● REQUIRED WORK:
Your answer should be every line of the records that contains the word "exited", copied as it stands.

____

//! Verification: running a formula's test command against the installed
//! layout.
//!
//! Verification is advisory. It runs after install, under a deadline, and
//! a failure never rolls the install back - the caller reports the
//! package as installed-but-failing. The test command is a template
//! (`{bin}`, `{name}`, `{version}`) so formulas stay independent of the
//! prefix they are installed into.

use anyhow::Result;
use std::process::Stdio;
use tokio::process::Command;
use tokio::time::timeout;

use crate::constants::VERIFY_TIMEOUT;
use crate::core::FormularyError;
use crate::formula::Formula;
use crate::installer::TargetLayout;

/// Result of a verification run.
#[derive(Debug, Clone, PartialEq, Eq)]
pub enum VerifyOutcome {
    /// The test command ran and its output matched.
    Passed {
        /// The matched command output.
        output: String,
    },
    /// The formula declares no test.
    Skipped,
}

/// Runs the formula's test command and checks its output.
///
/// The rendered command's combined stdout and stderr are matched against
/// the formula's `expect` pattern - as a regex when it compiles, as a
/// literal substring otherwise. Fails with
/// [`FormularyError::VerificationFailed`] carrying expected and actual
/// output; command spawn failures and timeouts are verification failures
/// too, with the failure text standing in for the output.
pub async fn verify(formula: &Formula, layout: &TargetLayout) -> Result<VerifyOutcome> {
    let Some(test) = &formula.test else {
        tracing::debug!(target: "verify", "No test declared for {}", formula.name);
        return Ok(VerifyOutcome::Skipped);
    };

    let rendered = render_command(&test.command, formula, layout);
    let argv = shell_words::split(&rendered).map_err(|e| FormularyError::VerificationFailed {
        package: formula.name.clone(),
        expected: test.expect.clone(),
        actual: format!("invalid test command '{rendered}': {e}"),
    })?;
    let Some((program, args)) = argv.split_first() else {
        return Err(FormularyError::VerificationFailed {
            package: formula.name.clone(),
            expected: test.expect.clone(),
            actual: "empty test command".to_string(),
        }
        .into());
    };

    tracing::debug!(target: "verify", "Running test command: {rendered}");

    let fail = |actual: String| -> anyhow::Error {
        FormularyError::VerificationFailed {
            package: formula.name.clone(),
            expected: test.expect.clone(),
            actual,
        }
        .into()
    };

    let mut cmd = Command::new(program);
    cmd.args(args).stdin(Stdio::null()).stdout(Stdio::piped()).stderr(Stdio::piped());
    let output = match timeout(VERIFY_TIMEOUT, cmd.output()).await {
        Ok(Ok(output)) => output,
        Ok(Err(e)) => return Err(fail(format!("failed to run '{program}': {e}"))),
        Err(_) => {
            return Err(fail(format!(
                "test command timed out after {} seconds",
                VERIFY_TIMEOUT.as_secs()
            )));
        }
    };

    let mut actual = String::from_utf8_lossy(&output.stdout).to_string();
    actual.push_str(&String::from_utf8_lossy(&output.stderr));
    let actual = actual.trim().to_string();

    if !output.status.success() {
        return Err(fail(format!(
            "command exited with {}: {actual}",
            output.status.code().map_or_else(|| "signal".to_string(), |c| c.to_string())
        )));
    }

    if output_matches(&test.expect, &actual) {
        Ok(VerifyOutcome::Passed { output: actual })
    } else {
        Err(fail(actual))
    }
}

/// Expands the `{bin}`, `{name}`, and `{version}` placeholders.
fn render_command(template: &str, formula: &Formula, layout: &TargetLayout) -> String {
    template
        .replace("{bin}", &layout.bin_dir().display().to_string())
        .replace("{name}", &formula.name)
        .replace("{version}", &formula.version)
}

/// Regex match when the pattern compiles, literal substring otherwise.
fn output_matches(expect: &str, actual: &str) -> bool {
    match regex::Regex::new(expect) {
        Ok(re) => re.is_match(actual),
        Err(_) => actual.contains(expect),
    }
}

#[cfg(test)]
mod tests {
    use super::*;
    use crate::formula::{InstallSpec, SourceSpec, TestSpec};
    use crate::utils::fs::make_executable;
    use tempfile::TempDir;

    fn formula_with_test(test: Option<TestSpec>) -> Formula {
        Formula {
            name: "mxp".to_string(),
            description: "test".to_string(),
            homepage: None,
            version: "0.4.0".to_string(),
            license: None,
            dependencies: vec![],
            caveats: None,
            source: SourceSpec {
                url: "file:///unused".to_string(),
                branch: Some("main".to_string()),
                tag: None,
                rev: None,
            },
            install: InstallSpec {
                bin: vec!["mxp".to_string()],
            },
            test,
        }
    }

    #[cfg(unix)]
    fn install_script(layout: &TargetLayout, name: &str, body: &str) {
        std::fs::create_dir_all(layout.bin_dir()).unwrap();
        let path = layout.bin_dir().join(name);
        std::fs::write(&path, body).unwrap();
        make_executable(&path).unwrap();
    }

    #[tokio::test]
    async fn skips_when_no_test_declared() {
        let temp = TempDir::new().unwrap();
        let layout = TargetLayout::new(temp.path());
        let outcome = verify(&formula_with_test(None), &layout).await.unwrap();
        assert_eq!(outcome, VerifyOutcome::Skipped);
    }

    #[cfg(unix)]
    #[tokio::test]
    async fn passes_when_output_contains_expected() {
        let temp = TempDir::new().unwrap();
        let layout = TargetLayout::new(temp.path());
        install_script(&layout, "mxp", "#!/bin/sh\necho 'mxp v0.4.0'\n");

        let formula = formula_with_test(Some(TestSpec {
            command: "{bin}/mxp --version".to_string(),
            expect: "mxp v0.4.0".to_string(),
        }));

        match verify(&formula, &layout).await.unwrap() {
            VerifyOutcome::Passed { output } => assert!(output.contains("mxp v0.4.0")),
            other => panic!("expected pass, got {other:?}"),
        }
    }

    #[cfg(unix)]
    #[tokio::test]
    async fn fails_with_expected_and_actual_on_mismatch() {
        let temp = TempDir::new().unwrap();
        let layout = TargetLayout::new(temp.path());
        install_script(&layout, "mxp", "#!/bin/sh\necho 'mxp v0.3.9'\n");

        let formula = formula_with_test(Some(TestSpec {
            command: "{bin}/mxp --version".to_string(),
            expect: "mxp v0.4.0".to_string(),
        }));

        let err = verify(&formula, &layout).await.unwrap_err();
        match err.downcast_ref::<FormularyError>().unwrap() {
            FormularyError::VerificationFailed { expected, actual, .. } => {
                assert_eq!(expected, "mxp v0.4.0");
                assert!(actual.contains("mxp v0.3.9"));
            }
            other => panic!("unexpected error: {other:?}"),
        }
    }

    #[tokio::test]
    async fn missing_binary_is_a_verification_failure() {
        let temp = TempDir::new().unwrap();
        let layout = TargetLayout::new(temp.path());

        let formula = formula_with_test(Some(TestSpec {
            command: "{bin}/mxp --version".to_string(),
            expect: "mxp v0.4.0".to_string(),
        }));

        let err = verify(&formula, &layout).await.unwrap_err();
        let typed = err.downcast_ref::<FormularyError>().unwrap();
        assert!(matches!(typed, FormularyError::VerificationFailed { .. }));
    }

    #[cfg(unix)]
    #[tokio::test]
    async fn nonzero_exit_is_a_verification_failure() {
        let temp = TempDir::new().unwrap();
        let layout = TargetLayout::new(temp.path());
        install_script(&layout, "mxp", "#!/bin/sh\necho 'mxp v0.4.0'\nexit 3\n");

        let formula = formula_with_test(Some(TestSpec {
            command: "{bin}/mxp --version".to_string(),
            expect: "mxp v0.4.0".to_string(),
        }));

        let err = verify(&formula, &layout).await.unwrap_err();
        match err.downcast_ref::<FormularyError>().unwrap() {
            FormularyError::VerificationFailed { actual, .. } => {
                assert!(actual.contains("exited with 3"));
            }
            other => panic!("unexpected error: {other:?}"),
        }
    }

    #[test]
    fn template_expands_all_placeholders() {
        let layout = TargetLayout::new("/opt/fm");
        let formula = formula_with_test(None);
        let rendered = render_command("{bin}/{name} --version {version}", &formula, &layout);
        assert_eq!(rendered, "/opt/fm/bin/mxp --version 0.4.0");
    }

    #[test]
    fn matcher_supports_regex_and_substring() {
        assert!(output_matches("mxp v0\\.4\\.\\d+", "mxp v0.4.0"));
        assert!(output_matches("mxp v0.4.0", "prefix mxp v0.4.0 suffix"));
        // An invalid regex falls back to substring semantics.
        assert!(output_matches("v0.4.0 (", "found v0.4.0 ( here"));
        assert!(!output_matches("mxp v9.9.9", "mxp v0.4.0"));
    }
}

____

● SOLUTION TO THIS TASK:
            "command exited with {}: {actual}",
                assert!(actual.contains("exited with 3"));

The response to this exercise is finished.